I know two people that got the laminates, not realizing though and they sound great too.
I play a 1991-vintage Santa Cruz OM that I've had since '92. It's the berries. A perfect size to hold, it's loud w/o being overbearing (I'm sometimes overbearing personally), records and blends into small ensembles well. It suits my personality and it's really all the guitar I need. But if I were going to replace it as my only guitar, I'd either go for an identical new model or a Circa. I met John Slobog, Circa Guitars, this past summer, and his guitars are just amazing, exquisite, perfect. They have the aesthetic of a pre-war Martin, but they are built as fine as Stradivarius violins. (They'd better be for $4500 U.S.) But perhaps much too nice for a raucous session! For those, I'd go for a nice Lowden, a Taylor (Taylors are not handmade, BTW) or Larrivee, or even a small-bodied Martin. There are other fine guitars, of course (e.g., Bourgeois, Collins, etc.), but the best way to make a choice is to find a good guitar shop that carries several good lines and can provide a place to sit and strum w/o pressure.
Unless you are playing at a master level and in situations where it makes a difference as to the tonality and aesthetics of a really find instrument, I don't think It really matters if at least parts of an instrument are machine-made vs. handmade.
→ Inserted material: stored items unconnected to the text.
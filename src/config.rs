//! Aggregator and endpoint configuration.
//!
//! Both configs load from environment variables with defaults that match the
//! production client (batch of 5, 3 second debounce).

use std::env;
use std::time::Duration;

pub const DEFAULT_BATCH_THRESHOLD: usize = 5;
pub const DEFAULT_BATCH_DELAY_MS: u64 = 3_000;
pub const DEFAULT_API_BASE_URL: &str = "http://localhost:5000/api";
pub const DEFAULT_API_TIMEOUT_MS: u64 = 10_000;

#[derive(Debug, Clone)]
pub struct AggregatorConfig {
    /// Pending size that flushes immediately. Clamped to at least 1.
    pub batch_threshold: usize,

    /// Debounce window before a partial batch is flushed.
    pub batch_delay: Duration,
}

impl Default for AggregatorConfig {
    fn default() -> Self {
        Self {
            batch_threshold: DEFAULT_BATCH_THRESHOLD,
            batch_delay: Duration::from_millis(DEFAULT_BATCH_DELAY_MS),
        }
    }
}

impl AggregatorConfig {
    /// Environment variables:
    /// - `VIEW_BATCH_THRESHOLD` (default: 5)
    /// - `VIEW_BATCH_DELAY_MS` (default: 3000)
    pub fn from_env() -> Self {
        Self {
            batch_threshold: env::var("VIEW_BATCH_THRESHOLD")
                .ok()
                .and_then(|s| s.parse().ok())
                .unwrap_or(DEFAULT_BATCH_THRESHOLD),

            batch_delay: Duration::from_millis(
                env::var("VIEW_BATCH_DELAY_MS")
                    .ok()
                    .and_then(|s| s.parse().ok())
                    .unwrap_or(DEFAULT_BATCH_DELAY_MS),
            ),
        }
    }
}

#[derive(Debug, Clone)]
pub struct EndpointConfig {
    pub base_url: String,

    /// Sent as a bearer token when present.
    pub auth_token: Option<String>,

    /// Transport-level timeout. The aggregator itself enforces none.
    pub timeout: Duration,
}

impl Default for EndpointConfig {
    fn default() -> Self {
        Self {
            base_url: DEFAULT_API_BASE_URL.to_string(),
            auth_token: None,
            timeout: Duration::from_millis(DEFAULT_API_TIMEOUT_MS),
        }
    }
}

impl EndpointConfig {
    /// Environment variables:
    /// - `VIEW_API_BASE_URL` (default: http://localhost:5000/api)
    /// - `VIEW_API_TOKEN` (default: unset)
    /// - `VIEW_API_TIMEOUT_MS` (default: 10000)
    pub fn from_env() -> Self {
        Self {
            base_url: env::var("VIEW_API_BASE_URL")
                .unwrap_or_else(|_| DEFAULT_API_BASE_URL.to_string()),

            auth_token: env::var("VIEW_API_TOKEN")
                .ok()
                .filter(|token| !token.trim().is_empty()),

            timeout: Duration::from_millis(
                env::var("VIEW_API_TIMEOUT_MS")
                    .ok()
                    .and_then(|s| s.parse().ok())
                    .unwrap_or(DEFAULT_API_TIMEOUT_MS),
            ),
        }
    }
}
The former, like how the neck of a Taylor is made, means a consistent form at a good price. Handmade instruments are things of beauty, but I've seen professional handmade instruments get beat up badly on the road, and that seems like a bit of a waste. And old instruments are not better than new instruments. We're in a Golden Age of guitar-making, and the best new instruments are much finer than 90 percent of older instruments.
Basically, there are "name" brand guitars, boutique guitars, and the odd vintage guitar that really sounds good (from age and quality of wood, not necessarily construction). A brand name is sometimes a guarantor of quality, sometimes not. And even the sound of identical models and brands can vary betweenindividual instruments. The beauty (and expense) of a boutique instrument (i.e., handmade by a luthier in a small operation) is that often the top and bracings are voiced, and the choices of woods and detail can vary to the customers' tastes.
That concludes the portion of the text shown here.